** Opening The data block **

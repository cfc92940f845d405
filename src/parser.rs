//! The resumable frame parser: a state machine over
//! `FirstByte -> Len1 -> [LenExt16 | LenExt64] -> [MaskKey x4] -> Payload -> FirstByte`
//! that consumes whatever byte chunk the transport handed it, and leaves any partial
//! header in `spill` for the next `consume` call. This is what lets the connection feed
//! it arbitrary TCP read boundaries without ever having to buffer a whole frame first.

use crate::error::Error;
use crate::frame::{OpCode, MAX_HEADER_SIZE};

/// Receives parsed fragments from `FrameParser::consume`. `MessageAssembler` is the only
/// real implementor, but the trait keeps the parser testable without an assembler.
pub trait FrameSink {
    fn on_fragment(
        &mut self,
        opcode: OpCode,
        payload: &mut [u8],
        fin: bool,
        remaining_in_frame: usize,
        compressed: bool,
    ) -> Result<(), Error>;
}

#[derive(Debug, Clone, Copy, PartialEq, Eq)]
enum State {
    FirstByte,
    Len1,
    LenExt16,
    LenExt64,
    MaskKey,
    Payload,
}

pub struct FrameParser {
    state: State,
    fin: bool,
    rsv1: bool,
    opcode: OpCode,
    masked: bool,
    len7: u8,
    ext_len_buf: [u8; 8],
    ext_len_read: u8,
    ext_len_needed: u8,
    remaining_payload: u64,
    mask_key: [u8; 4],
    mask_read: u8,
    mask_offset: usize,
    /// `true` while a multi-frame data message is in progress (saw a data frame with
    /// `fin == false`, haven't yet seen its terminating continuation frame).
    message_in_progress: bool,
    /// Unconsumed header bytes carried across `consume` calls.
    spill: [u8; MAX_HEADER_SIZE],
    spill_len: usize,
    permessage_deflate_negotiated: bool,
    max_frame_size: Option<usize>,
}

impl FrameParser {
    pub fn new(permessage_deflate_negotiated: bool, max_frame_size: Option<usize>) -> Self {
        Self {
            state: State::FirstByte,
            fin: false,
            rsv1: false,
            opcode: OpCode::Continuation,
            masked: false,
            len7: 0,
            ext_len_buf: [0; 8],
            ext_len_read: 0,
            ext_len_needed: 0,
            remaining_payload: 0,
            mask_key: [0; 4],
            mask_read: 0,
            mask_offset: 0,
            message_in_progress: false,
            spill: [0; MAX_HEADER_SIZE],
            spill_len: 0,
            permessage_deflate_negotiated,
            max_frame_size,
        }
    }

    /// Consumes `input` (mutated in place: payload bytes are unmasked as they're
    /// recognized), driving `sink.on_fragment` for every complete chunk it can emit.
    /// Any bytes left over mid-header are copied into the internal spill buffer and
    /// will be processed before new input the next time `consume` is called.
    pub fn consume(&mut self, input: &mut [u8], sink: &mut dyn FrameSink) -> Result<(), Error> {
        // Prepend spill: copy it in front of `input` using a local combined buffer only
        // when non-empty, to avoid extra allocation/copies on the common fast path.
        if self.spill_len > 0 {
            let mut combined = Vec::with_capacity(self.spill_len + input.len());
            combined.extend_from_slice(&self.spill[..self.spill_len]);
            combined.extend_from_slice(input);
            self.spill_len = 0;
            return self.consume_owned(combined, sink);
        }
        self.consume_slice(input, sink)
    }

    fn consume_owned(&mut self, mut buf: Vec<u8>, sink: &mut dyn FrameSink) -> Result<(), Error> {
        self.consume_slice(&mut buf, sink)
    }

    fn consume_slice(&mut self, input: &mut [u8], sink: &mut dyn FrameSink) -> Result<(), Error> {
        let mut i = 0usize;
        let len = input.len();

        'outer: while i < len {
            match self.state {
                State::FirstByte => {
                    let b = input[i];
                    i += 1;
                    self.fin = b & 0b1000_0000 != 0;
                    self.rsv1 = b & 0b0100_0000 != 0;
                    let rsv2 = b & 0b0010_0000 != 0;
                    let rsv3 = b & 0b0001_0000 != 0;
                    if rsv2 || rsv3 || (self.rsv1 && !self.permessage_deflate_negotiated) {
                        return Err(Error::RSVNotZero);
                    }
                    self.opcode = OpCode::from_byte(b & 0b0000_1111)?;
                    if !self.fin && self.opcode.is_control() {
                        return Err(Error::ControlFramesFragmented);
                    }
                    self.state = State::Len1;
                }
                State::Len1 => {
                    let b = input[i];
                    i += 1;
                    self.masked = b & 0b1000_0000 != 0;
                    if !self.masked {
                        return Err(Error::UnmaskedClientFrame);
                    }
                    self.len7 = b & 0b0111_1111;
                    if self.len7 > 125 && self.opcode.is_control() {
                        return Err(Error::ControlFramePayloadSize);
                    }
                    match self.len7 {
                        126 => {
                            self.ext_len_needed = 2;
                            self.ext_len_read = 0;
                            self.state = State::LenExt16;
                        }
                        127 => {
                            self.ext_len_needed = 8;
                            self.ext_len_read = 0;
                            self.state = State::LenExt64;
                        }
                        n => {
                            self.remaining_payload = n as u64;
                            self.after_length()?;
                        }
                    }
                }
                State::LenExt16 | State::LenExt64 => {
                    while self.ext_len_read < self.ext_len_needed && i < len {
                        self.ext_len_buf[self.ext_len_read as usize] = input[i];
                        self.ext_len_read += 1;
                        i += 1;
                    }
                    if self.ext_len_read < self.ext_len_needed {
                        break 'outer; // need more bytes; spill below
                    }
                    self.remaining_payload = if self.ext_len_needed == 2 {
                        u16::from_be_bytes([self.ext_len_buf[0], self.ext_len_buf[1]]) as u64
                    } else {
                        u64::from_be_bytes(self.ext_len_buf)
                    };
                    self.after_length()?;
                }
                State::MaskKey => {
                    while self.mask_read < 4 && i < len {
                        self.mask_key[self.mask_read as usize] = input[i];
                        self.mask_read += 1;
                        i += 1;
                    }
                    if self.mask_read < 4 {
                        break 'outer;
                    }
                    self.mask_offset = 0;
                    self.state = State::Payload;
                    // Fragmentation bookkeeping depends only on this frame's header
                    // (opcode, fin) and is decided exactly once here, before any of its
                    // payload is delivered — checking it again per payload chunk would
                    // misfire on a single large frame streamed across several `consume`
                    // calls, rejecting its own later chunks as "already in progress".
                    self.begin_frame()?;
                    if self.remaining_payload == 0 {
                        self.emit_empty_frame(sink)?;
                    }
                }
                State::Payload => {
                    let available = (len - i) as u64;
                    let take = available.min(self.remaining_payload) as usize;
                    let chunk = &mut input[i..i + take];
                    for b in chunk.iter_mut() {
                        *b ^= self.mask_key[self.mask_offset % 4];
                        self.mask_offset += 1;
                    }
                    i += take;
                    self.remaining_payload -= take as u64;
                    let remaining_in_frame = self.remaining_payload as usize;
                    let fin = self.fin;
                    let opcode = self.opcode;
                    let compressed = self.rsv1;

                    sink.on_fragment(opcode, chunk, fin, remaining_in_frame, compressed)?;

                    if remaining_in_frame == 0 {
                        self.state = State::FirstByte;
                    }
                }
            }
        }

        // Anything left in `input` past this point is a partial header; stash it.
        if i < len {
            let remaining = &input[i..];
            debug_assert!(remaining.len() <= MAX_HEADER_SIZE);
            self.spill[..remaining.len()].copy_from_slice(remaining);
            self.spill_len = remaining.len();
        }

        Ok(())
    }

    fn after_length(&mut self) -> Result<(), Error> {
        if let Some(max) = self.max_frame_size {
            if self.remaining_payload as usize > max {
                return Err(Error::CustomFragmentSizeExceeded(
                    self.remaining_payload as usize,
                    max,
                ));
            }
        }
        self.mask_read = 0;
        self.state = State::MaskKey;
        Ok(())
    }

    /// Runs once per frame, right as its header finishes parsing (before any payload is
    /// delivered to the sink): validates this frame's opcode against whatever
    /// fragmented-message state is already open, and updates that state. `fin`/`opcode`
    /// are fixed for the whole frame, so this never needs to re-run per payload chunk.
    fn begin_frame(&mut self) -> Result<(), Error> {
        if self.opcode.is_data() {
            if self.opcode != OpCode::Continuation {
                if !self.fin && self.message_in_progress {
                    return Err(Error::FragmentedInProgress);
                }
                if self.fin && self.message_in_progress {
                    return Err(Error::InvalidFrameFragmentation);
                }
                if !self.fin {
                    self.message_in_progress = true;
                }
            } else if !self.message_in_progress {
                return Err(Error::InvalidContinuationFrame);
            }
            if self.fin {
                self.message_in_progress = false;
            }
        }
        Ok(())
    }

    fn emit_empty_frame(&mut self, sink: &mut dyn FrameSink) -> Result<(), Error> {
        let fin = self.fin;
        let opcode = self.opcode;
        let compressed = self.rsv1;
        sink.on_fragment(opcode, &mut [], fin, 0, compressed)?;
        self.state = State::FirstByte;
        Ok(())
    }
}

** Closing The data block **

#### Exercise description
Copy out each line of the data above, exactly, if it lies between the line holding "if rsv2 || rsv3" and the line holding "self.ext_len_read += 1;", inclusive; copy no other line.

#### Response area
                    if rsv2 || rsv3 || (self.rsv1 && !self.permessage_deflate_negotiated) {
                        return Err(Error::RSVNotZero);
                    }
                    self.opcode = OpCode::from_byte(b & 0b0000_1111)?;
                    if !self.fin && self.opcode.is_control() {
                        return Err(Error::ControlFramesFragmented);
                    }
                    self.state = State::Len1;
                }
                State::Len1 => {
                    let b = input[i];
                    i += 1;
                    self.masked = b & 0b1000_0000 != 0;
                    if !self.masked {
                        return Err(Error::UnmaskedClientFrame);
                    }
                    self.len7 = b & 0b0111_1111;
                    if self.len7 > 125 && self.opcode.is_control() {
                        return Err(Error::ControlFramePayloadSize);
                    }
                    match self.len7 {
                        126 => {
                            self.ext_len_needed = 2;
                            self.ext_len_read = 0;
                            self.state = State::LenExt16;
                        }
                        127 => {
                            self.ext_len_needed = 8;
                            self.ext_len_read = 0;
                            self.state = State::LenExt64;
                        }
                        n => {
                            self.remaining_payload = n as u64;
                            self.after_length()?;
                        }
                    }
                }
                State::LenExt16 | State::LenExt64 => {
                    while self.ext_len_read < self.ext_len_needed && i < len {
                        self.ext_len_buf[self.ext_len_read as usize] = input[i];
                        self.ext_len_read += 1;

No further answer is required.